# Alan Partridge clip from new show



## Divisive Cotton (Jun 1, 2012)

top stuff 

http://www.guardian.co.uk/tv-and-radio/video/2012/jun/01/alan-partridge-norfolk-sky?CMP=twt_gu


----------



## Stigmata (Jun 1, 2012)

This one... this one's too short


----------



## Part 2 (Jun 1, 2012)

"A Partridge pilgrimage, or partrimage. A pilgrimartridge. A partrimilgrimage"


----------



## stavros (Jun 2, 2012)

I love Partridge just about more than any other comedy character ever, but Coogan's been a bit of a twat, on one hand lambasting the NOTW for hacking his phone, whilst being more than happy to sell his stuff exclusively to Murdoch on Sky.

Would Bill Oddie do that?


----------



## bi0boy (Jun 2, 2012)

stavros said:


> I love Partridge just about more than any other comedy character ever, but Coogan's been a bit of a twat, on one hand lambasting the NOTW for hacking his phone, whilst being more than happy to sell his stuff exclusively to Murdoch on Sky.
> 
> Would Bill Oddie do that?


 
No, but Alan Partridge sure would


----------



## stavros (Jun 3, 2012)

bi0boy said:


> No, but Alan Partridge sure would


 
Alan: "We take fat people from the inner cities, put them in big nappies, and then get them to throw each other out of a circle that we draw with chalk on the ground."
Tony: "No, no it’s a bad idea."
Alan: "Very cheap to make."
Tony: "No."
Alan: "Do it in a pub car park."
Tony: [Laughing] "No."
Alan: "If you don’t do it, Sky will."


----------



## ska invita (Jun 3, 2012)

stavros said:


> Alan: "We take fat people from the inner cities, put them in big nappies, and then get them to throw each other out of a circle that we draw with chalk on the ground."
> Tony: "No, no it’s a bad idea."
> Alan: "Very cheap to make."
> Tony: "No."
> ...


yeah bastard sky atlantic  is this some kind of murdoch appeasement backhander? Mustve paid a fair sum. I thought the atlantic channel was for US tv?


----------



## stavros (Jun 4, 2012)

I'm disappointed Coogan's taken the Digger's cash, but not massively surprised.
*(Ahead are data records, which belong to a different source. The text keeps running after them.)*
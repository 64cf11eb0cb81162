pub mod analyze;
pub mod resolve;
pub mod targets;

pub use analyze::analyze_command;
pub use resolve::{ResolveOptions, resolve_command};
pub use targets::targets_command;

use anyhow::{Result, anyhow};
use std::path::{Path, PathBuf};
use tracing::debug;

use runtarget_core::locate::locate;
use runtarget_core::types::SourceContext;
use runtarget_core::ResolverSettings;

use crate::utils::{absolute_path, find_workspace_root, parse_filepath_with_line};

/// A `file[:line]` argument turned into a source context
pub struct LocatedSource {
    pub workspace: PathBuf,
    pub source: SourceContext,
    pub settings: ResolverSettings,
}

pub fn locate_source(filepath_arg: &str, workspace: Option<&Path>) -> Result<LocatedSource> {
    let (filepath, line) = parse_filepath_with_line(filepath_arg);
    let file = absolute_path(Path::new(&filepath))?;
    if !file.exists() {
        return Err(anyhow!("File not found: {}", file.display()));
    }

    let workspace = match workspace {
        Some(dir) => absolute_path(dir)?,
        None => find_workspace_root(&file)?,
    };
    debug!("workspace root: {}", workspace.display());

    let settings_dir = file.parent().unwrap_or(&workspace);
    let settings = ResolverSettings::discover(settings_dir)?;
    let source = locate(&workspace, &file, line)?;

    Ok(LocatedSource {
        workspace,
        source,
        settings,
    })
}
I would raise more eyebrows if Iannucci's going to be working on it too, as he seems to have more scruples. Are he and Baynham in on the deal?


----------



## binka (Jun 4, 2012)

im really not bothered about him making it with sky


----------



## Dandred (Jun 4, 2012)

Meh......Not impressed, never have been by Partridge, not since The Day To Day.


----------



## stavros (Jun 5, 2012)

I also saw today that the Partridge autobiography, which I haven't read so can't comment on its quality, is published by HarperCollins (proprietor: R. Murdoch).


----------



## chilango (Jun 6, 2012)

Looking forward to this.


----------



## rubbershoes (Jun 6, 2012)

stavros said:


> I also saw today that the Partridge autobiography, which I haven't read so can't comment on its quality, is published by HarperCollins (proprietor: R. Murdoch).


 
torrent the audiobook

It's read by Coogan which adds to it
and no money goes to Murdoch


----------



## binka (Jun 25, 2012)

FLYING AIDS

enjoying this so far but then i love everything partridge. couple of minor quibbles though - when it started partridge said 'oh nine hundred am' or something similar, thats inconsistent with the character - theres no way he wouldnt know that was a tautology. also being in the pool with dry hair was a bit father ted


----------



## binka (Jun 25, 2012)

fucking hell i planned on rewatching a couple of mid morning matters on youtube and it looks like theyve been deleted - probably because they have plans to release it in an edited format on sky. still some pretty shameful shit tbh.


----------



## mk12 (Jun 26, 2012)

binka said:


> FLYING AIDS
> 
> enjoying this so far but then i love everything partridge. couple of minor quibbles though - when it started partridge said 'oh nine hundred am' or something similar, thats inconsistent with the character - theres no way he wouldnt know that was a tautology. also being in the pool with dry hair was a bit father ted


 
"So far"? Is it a series? I thought it was a one-off?


----------



## binka (Jun 26, 2012)

mk12 said:


> "So far"? Is it a series? I thought it was a one-off?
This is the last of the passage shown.